President of trade association HEVAC, Graham Wright, comments on an article on the ACR Journal magazine and website which highlights the advantages of a new Hybrid-VRF system.
I read the article on page 20 [ACR Journal Dec/Jan 2016] issue of the with interest and was somewhat concerned about the statement that highlighted BS EN 378 paragraph.
The text is not only incorrect, it is completely misleading in the following aspects:
EN378 deals with refrigeration safety and installation practices and is used by consultants and installers as good practice, it's worth noting that compliance is not mandatory.

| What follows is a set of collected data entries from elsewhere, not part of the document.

//! The `gantry create` subcommand.

use crate::orchestrator::{DeploymentRequest, Orchestrator};
use clap::{Parser, ValueHint};
use eyre::{Result, WrapErr};
use gantry_config::Config;
use gantry_verify::{EtherscanVerifier, VerificationProvider, VerificationRequest};
use serde_json::json;
use std::path::{Path, PathBuf};

/// CLI arguments for `gantry create`.
#[derive(Clone, Debug, Parser)]
pub struct CreateArgs {
    /// The name of the contract artifact to deploy.
    contract: String,

    /// The target network, as configured in `gantry.toml`.
    #[arg(long, short = 'n', env = "GANTRY_NETWORK", value_name = "NETWORK")]
    network: String,

    /// The constructor arguments.
    #[arg(
        long,
        num_args(1..),
        conflicts_with = "constructor_args_path",
        value_name = "ARGS",
        allow_hyphen_values = true,
    )]
    constructor_args: Vec<String>,

    /// The path to a file containing the constructor arguments.
    #[arg(
        long,
        value_hint = ValueHint::FilePath,
        value_name = "PATH",
    )]
    constructor_args_path: Option<PathBuf>,

    /// The directory containing compiled contract artifacts.
    #[arg(long, value_hint = ValueHint::DirPath, value_name = "DIR")]
    artifacts: Option<PathBuf>,

    /// Timeout to use for waiting on confirmation, in seconds.
    #[arg(long, env = "GANTRY_TIMEOUT", value_name = "SECONDS")]
    pub timeout: Option<u64>,

    /// Print the deployment information as JSON.
    #[arg(long, help_heading = "Display options")]
    json: bool,

    /// Submit the deployment for source verification after confirmation.
    #[arg(long)]
    verify: bool,

    /// The block explorer API key to use for verification.
    #[arg(long, env = "ETHERSCAN_API_KEY", value_name = "KEY", hide_env_values = true)]
    etherscan_api_key: Option<String>,
}

impl CreateArgs {
    /// Executes the command to create a contract.
    pub async fn run(self) -> Result<()> {
        let mut config = Config::load()?;
        if let Some(artifacts) = &self.artifacts {
            config.artifacts = artifacts.clone();
        }
        if let Some(timeout) = self.timeout {
            config.transaction_timeout = timeout;
        }

        let constructor_args = match &self.constructor_args_path {
            Some(path) => read_constructor_args_file(path)?,
            None => self.constructor_args.clone(),
        };

        let request = DeploymentRequest {
            contract: self.contract.clone(),
            network: self.network.clone(),
            constructor_args,
        };
        let orchestrator = Orchestrator::new(&config);
        let result = orchestrator.deploy(request).await?;

        if self.json {
            let output = json!({
                "deployer": result.deployer.to_string(),
                "deployedTo": result.contract_address.to_string(),
                "transactionHash": result.transaction_hash,
                "network": result.network,
            });
            println!("{}", serde_json::to_string_pretty(&output)?);
        } else {
            println!("Deployer: {}", result.deployer);
            println!("Deployed to: {}", result.contract_address);
            println!("Transaction hash: {:?}", result.transaction_hash);
        }

        if !self.verify {
            return Ok(());
        }

        println!("Starting contract verification...");
        let verifier =
            EtherscanVerifier::for_network(&result.network, self.etherscan_api_key.clone())?;
        let request = VerificationRequest {
            contract_address: result.contract_address,
            contract_name: self.contract.clone(),
            constructor_args: result.constructor_args_encoded.clone(),
            network: result.network.clone(),
            chain_id: result.chain_id,
        };
        let guid = verifier.submit(&request).await?;
        println!("Verification submitted with GUID `{guid}`");
        Ok(())
    }
}

/// Reads the constructor arguments from the given file: a JSON array, or
/// whitespace-separated values.
fn read_constructor_args_file(path: &Path) -> Result<Vec<String>> {
    eyre::ensure!(path.exists(), "constructor args file \"{}\" not found", path.display());
    let contents = std::fs::read_to_string(path)
        .wrap_err_with(|| format!("failed to read constructor args file at {}", path.display()))?;
    let args = if path.extension().is_some_and(|ext| ext == "json") {
        serde_json::from_str(&contents).wrap_err_with(|| {
            format!("constructor args file \"{}\" must encode a JSON array", path.display())
        })?
    } else {
        contents.split_whitespace().map(str::to_string).collect()
    };
    Ok(args)
}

The text suggest that building owners will have to keep up to date with the standard and that this will be complex and difficult to do.
Moreover once an installation has been completed it is evaluated at the time of commissioning so there are no retrospective changes to the standard that can be considered unless extensive remedial work is done the system e.g. changing out door units or a change of occupancy criteria (office to hotel).
Lastly, the technology being discussed in the article delivers refrigerant into a multi box which is located in the building space. Should this box or pipe work run through occupied areas an EN378 evaluation should be carried out and the appropriate measures taken to protect occupants in the adjoining spaces. The same as it would for a VRV/F system so there is no benefit to end users in this particular aspect.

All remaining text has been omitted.